• [What the task requires] Could you filter the data below down to the lines that hold the word "broker"?

*** Begin section ***

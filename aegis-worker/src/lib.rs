//! aegis-worker library interface
//!
//! The worker turns a stored object into a classification result: it
//! downloads the object from the shared store, runs it through the external
//! classification pipeline, and answers the broker's single processing
//! request with the verdict.

pub mod api;
pub mod classifier;
pub mod config;
pub mod error;

pub use crate::error::{ApiError, ApiResult};

use crate::classifier::ClassifierClient;
use aegis_common::storage::ObjectStore;
use axum::Router;
use chrono::{DateTime, Utc};
use std::path::PathBuf;
use std::sync::Arc;
use tower_http::trace::TraceLayer;

/// Application state shared across HTTP handlers
#[derive(Clone)]
pub struct AppState {
    /// Object store the broker uploaded into
    pub store: Arc<dyn ObjectStore>,
    /// External classification pipeline client
    pub classifier: ClassifierClient,
    /// Directory for temporary local copies of downloaded objects
    pub scratch_dir: PathBuf,
    /// Service startup timestamp for uptime tracking
    pub startup_time: DateTime<Utc>,
}

impl AppState {
    pub fn new(
        store: Arc<dyn ObjectStore>,
        classifier: ClassifierClient,
        scratch_dir: PathBuf,
    ) -> Self {
        Self {
            store,
            classifier,
            scratch_dir,
            startup_time: Utc::now(),
        }
    }
}

/// Build application router
pub fn build_router(state: AppState) -> Router {
    Router::new()
        .merge(api::process_routes())
        .merge(api::health_routes())
        .with_state(state)
        .layer(TraceLayer::new_for_http())
}
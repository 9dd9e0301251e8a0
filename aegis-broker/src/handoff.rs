//! Asynchronous task hand-off
//!
//! Runs once per submitted upload, concurrently with (but started after)
//! the HTTP request that created the task:
//!
//! 1. Upload the file content to the object store under the task's
//!    persisted key. Failure marks the task `failed` and stops - the worker
//!    is never contacted.
//! 2. Send a single processing request to the worker. Timeout, transport
//!    failure, or a non-success response marks the task `failed` with the
//!    failure detail; a success response marks it `completed` with the
//!    worker's body.
//!
//! There is no retry of either step, no cancellation path, and no cleanup
//! of the stored object when the worker call fails afterwards. Every
//! outcome ends in a terminal task state; the routine itself never
//! escapes the spawned task.

use crate::worker_client::WorkerError;
use crate::AppState;
use bytes::Bytes;
use tracing::{error, info};
use uuid::Uuid;

/// Input captured from the upload request for one hand-off run
#[derive(Debug, Clone)]
pub struct HandoffInput {
    pub task_id: Uuid,
    pub file_name: String,
    pub object_key: String,
    pub content: Bytes,
}

/// Spawn the hand-off for a freshly created task.
///
/// Returns immediately; the hand-off outlives the request handler and the
/// handler holds nothing but the task id.
pub fn spawn(state: &AppState, input: HandoffInput) {
    let state = state.clone();
    let task_id = input.task_id;
    tokio::spawn(async move {
        info!(task_id = %task_id, "Hand-off started");
        execute(state, input).await;
        info!(task_id = %task_id, "Hand-off finished");
    });
}

async fn execute(state: AppState, input: HandoffInput) {
    let HandoffInput {
        task_id,
        file_name,
        object_key,
        content,
    } = input;

    // Step 1: store the upload. No retry; failure is terminal and the
    // worker is never contacted for this task.
    if let Err(e) = state.store.put(&object_key, content).await {
        error!(task_id = %task_id, error = %e, "Object storage upload failed");
        state
            .tasks
            .fail(task_id, format!("object storage upload failed: {}", e))
            .await;
        return;
    }

    // Step 2: one worker call. A stored object whose worker call fails is
    // left in place.
    match state.worker.process(&file_name, &object_key).await {
        Ok(body) => {
            info!(task_id = %task_id, "Worker completed processing");
            state.tasks.complete(task_id, body).await;
        }
        Err(e @ WorkerError::Transport(_)) => {
            error!(task_id = %task_id, error = %e, "Worker call failed");
            state.tasks.fail(task_id, e.to_string()).await;
        }
        Err(WorkerError::Rejected { status, body }) => {
            error!(task_id = %task_id, status = %status, "Worker rejected processing request");
            state
                .tasks
                .fail(task_id, format!("worker error ({}): {}", status, body))
                .await;
        }
    }
}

*** End section ***

• [Written answer]
//! classification pipeline, and answers the broker's single processing
    /// Object store the broker uploaded into
filename aegis-broker/src/handoff.rs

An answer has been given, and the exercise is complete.